• [TO DO]: Looking at the records below, please work out how many lines contain the word "process" and give the number alone.

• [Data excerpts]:
.....

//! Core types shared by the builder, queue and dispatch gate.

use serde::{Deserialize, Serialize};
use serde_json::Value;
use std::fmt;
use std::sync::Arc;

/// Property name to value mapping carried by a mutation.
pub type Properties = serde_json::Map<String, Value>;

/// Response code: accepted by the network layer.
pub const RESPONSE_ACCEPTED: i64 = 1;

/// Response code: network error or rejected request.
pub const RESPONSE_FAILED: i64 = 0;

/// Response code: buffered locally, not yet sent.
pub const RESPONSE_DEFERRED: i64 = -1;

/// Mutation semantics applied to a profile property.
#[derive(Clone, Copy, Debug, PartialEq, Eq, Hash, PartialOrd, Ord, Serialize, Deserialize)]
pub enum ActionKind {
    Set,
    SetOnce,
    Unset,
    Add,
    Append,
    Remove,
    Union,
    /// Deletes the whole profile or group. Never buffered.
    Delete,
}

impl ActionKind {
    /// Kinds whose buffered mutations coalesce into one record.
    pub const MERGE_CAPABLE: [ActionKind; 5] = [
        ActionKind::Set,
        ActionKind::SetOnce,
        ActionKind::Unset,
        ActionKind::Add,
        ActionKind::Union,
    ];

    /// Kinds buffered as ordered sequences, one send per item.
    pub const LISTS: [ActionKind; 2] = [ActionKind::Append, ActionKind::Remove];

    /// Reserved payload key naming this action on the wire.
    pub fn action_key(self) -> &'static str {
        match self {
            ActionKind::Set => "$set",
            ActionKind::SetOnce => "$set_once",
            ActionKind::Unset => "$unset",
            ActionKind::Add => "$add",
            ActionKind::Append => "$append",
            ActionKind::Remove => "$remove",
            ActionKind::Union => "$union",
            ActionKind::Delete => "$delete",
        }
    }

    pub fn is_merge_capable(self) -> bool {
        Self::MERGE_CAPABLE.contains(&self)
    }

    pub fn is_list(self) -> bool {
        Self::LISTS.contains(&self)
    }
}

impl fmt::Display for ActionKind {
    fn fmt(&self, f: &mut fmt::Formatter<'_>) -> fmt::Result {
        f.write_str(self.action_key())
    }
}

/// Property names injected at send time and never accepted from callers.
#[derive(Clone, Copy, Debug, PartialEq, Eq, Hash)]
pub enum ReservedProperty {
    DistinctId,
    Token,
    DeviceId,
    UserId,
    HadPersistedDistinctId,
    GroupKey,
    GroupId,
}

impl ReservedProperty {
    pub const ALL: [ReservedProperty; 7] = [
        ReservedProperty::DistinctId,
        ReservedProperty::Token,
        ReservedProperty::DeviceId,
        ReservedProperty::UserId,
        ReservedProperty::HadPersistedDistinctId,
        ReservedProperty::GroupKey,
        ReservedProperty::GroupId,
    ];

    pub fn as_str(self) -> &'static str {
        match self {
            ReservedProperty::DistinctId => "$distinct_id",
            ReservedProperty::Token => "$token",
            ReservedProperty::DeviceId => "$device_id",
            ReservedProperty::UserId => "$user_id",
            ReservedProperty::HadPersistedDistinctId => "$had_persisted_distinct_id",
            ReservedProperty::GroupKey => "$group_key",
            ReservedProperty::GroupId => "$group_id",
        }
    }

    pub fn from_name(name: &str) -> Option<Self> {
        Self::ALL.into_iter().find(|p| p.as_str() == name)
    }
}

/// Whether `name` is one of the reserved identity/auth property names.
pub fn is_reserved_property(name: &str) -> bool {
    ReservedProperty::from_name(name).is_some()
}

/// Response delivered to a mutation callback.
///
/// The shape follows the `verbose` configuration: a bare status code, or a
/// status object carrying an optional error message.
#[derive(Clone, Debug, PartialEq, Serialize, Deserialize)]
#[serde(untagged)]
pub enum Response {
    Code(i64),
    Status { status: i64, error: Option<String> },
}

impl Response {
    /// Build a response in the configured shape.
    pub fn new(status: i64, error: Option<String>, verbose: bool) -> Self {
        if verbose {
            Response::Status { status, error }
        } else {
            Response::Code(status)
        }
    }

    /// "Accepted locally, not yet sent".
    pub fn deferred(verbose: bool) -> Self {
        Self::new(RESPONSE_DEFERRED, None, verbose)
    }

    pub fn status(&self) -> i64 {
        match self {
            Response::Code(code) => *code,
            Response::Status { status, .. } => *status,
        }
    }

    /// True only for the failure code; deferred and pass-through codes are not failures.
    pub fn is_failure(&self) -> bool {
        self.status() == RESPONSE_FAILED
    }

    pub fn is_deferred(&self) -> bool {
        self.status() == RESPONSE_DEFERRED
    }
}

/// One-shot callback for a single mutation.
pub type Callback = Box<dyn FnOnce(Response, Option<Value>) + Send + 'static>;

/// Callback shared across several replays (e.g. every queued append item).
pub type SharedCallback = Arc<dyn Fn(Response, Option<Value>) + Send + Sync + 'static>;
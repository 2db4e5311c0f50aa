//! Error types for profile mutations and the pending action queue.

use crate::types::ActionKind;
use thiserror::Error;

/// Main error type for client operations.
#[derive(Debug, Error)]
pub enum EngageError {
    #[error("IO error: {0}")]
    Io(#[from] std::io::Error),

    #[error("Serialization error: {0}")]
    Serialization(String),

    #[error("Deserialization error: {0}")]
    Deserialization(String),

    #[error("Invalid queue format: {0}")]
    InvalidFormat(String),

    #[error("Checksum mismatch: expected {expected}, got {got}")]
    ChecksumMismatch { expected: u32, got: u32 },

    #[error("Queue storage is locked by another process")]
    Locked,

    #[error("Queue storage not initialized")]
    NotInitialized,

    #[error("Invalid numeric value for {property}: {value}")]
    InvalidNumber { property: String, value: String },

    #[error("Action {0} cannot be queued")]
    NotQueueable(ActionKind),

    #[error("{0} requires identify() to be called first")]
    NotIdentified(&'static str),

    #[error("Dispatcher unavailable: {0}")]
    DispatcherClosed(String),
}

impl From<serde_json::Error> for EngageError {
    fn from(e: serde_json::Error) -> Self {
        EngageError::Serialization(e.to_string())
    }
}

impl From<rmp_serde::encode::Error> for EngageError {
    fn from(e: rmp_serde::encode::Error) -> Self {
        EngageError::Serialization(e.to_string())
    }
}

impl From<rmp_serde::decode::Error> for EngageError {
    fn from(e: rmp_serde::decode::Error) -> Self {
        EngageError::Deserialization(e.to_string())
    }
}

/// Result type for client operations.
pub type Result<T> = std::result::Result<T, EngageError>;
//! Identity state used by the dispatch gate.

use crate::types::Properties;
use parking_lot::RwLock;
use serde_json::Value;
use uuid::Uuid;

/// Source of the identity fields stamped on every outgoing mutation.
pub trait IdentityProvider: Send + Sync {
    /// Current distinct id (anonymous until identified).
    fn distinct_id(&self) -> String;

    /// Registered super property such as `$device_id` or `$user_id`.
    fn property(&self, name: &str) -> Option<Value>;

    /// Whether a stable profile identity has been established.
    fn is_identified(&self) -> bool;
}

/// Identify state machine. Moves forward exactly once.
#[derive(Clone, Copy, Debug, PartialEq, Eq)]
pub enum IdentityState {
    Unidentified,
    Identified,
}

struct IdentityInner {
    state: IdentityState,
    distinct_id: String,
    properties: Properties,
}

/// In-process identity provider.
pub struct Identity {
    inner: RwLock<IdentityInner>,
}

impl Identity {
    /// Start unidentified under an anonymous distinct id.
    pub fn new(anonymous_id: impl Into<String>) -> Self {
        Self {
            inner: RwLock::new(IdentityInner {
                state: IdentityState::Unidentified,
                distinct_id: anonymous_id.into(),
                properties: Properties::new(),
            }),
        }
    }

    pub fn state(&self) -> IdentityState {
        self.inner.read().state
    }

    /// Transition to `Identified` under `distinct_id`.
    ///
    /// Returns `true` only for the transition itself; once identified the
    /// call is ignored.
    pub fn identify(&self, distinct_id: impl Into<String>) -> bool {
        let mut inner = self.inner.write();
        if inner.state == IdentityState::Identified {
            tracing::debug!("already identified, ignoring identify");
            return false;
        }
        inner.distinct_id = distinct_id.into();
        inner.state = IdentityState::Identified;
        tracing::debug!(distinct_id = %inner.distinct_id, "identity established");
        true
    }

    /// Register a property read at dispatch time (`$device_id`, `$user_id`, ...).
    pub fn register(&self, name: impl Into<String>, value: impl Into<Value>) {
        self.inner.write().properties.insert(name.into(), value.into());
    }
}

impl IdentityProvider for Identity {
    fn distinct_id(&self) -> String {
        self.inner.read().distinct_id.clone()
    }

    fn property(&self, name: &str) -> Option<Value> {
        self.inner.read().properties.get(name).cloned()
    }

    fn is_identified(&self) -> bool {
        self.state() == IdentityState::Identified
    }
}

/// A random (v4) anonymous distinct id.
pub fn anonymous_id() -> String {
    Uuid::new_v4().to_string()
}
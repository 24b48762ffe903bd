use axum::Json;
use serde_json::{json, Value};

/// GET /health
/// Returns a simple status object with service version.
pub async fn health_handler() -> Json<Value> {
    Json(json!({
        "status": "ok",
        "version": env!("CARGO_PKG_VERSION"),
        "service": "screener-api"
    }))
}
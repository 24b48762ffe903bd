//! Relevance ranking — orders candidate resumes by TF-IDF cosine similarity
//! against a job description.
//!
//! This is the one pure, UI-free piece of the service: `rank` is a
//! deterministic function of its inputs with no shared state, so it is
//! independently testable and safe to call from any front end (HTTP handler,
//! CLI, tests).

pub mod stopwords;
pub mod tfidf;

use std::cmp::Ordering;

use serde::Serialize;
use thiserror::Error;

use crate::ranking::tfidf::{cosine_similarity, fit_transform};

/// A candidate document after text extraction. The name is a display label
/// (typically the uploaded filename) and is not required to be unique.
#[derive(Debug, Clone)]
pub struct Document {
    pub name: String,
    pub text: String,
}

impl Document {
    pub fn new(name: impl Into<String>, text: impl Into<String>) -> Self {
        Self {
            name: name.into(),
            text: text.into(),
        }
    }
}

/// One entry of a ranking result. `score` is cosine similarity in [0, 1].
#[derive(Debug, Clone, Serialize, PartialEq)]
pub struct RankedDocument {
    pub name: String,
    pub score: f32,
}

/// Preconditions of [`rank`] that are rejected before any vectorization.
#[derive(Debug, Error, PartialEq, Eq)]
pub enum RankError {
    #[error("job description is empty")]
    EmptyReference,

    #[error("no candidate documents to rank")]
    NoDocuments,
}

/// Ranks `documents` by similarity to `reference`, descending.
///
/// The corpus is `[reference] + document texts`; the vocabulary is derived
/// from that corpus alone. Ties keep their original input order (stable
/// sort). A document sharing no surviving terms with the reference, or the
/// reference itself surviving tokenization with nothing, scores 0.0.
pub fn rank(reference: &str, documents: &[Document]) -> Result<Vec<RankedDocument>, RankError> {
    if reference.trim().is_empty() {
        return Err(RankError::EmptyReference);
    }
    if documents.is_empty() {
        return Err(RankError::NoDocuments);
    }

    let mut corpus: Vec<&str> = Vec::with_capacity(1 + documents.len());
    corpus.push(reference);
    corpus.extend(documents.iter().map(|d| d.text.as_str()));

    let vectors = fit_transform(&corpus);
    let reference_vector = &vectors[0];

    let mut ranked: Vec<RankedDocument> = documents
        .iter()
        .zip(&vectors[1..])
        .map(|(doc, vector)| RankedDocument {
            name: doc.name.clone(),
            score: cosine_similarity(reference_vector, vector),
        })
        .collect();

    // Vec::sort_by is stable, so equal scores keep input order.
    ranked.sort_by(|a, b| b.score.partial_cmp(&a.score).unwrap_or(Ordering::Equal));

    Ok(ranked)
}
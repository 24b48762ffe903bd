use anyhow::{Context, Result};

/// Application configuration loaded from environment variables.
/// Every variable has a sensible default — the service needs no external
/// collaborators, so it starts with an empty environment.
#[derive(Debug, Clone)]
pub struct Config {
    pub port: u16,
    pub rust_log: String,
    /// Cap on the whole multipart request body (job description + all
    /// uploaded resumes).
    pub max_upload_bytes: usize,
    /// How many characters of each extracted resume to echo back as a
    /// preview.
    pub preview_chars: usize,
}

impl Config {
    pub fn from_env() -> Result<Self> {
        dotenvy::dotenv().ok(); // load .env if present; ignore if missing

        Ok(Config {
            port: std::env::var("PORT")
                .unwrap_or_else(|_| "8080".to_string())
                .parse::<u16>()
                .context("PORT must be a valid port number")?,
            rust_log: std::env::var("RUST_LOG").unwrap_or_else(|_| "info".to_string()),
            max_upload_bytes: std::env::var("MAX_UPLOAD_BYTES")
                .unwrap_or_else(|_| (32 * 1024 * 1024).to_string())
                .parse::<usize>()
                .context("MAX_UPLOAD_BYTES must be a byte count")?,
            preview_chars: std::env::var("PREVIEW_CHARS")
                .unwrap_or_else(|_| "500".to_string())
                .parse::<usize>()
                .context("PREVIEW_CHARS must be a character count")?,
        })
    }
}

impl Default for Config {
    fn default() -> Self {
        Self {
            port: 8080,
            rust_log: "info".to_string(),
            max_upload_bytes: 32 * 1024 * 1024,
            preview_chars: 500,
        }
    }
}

.....

• [ANSWER BOX]: 2